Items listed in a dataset
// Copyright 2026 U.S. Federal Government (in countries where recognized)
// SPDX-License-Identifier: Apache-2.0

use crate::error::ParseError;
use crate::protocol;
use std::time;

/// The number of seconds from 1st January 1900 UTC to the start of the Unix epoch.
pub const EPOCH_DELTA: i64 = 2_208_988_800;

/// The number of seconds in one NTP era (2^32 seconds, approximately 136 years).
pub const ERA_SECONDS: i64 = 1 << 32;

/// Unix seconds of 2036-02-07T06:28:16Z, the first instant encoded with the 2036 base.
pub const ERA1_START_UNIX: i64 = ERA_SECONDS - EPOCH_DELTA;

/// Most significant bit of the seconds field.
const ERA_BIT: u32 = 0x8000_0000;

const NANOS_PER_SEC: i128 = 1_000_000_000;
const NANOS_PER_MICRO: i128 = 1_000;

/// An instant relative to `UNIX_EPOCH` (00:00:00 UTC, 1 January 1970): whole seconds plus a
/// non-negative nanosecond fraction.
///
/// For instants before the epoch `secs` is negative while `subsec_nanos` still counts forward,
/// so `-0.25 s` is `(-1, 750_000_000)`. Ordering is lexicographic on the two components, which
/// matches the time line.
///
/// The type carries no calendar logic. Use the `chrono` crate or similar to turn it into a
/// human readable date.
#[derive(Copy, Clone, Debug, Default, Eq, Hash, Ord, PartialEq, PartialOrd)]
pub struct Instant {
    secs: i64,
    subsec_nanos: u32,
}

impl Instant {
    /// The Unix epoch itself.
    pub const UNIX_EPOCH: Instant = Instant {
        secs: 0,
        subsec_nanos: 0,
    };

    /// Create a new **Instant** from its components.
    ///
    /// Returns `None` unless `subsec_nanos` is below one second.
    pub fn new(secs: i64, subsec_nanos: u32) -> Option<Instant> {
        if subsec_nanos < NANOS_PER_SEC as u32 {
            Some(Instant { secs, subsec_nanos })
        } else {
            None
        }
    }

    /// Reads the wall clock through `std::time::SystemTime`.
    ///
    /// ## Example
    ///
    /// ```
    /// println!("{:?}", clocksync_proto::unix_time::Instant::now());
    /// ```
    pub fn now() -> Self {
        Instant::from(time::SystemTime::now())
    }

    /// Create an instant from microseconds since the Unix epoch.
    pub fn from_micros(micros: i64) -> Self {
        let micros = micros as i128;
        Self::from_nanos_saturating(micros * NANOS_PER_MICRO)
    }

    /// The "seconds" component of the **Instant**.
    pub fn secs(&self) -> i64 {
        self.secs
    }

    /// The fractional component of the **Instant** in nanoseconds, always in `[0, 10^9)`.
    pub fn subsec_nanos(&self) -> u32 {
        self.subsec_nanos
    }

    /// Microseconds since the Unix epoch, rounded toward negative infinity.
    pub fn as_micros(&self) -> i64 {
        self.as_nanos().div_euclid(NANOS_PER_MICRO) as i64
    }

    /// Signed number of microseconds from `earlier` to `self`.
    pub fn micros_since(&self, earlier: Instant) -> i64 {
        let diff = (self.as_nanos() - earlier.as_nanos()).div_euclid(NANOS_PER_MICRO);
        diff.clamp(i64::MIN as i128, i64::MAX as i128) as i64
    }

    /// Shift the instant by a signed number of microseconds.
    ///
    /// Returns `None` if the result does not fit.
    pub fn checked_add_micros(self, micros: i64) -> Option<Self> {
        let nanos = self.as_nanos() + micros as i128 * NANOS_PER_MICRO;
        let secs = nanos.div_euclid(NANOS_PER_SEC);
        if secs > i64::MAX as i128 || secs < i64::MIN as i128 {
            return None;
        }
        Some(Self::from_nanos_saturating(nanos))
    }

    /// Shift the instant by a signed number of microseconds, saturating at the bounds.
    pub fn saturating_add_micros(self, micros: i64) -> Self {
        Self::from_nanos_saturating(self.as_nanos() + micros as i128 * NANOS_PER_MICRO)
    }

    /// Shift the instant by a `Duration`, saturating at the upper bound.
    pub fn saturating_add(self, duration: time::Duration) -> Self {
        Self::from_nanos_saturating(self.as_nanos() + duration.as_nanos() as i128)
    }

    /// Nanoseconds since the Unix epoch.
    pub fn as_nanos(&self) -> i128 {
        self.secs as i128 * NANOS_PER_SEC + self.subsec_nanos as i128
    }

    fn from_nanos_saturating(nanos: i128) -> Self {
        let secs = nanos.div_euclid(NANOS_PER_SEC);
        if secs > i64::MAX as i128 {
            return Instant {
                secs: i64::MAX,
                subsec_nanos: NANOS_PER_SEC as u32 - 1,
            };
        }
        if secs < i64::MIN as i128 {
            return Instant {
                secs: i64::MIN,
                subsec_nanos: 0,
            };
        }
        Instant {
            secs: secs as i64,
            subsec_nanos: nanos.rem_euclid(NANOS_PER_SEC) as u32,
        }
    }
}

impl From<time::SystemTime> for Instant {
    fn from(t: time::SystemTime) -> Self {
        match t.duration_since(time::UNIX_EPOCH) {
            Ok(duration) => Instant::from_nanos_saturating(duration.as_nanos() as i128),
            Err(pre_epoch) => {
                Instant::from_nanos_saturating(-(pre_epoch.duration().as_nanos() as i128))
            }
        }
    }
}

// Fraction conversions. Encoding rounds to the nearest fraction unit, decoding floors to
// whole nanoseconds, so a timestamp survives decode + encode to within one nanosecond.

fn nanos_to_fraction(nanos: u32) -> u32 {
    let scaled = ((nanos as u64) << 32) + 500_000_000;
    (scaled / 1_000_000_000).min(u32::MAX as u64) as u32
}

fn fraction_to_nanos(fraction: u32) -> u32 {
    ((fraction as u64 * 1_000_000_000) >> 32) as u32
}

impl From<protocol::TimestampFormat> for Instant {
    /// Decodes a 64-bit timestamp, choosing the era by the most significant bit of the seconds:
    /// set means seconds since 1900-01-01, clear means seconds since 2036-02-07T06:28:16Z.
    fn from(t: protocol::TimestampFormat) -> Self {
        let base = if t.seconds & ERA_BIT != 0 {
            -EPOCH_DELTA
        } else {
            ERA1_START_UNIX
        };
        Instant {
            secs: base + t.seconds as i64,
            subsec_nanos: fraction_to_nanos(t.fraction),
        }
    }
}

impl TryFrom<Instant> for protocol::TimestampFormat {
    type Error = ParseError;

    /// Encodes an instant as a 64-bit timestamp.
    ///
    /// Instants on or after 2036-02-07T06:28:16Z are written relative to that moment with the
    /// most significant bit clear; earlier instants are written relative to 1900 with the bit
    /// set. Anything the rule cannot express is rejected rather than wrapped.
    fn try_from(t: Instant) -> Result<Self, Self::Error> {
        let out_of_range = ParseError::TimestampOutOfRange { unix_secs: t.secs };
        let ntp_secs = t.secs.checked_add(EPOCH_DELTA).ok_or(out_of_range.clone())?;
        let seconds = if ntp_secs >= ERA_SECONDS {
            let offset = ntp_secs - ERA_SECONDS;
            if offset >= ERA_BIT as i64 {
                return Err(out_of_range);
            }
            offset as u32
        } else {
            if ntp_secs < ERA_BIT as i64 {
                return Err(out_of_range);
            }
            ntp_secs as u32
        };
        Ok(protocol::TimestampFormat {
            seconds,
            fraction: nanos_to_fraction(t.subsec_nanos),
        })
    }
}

■ YOUR GOAL: Look back at the entries above. Retype the line with "pub const UNIX_EPOCH: Instant", the line with "if subsec_nanos <", and all lines in between.

■ EXERCISE OUTPUT:
    pub const UNIX_EPOCH: Instant = Instant {
        secs: 0,
        subsec_nanos: 0,
    };

    /// Create a new **Instant** from its components.
    ///
    /// Returns `None` unless `subsec_nanos` is below one second.
    pub fn new(secs: i64, subsec_nanos: u32) -> Option<Instant> {
        if subsec_nanos < NANOS_PER_SEC as u32 {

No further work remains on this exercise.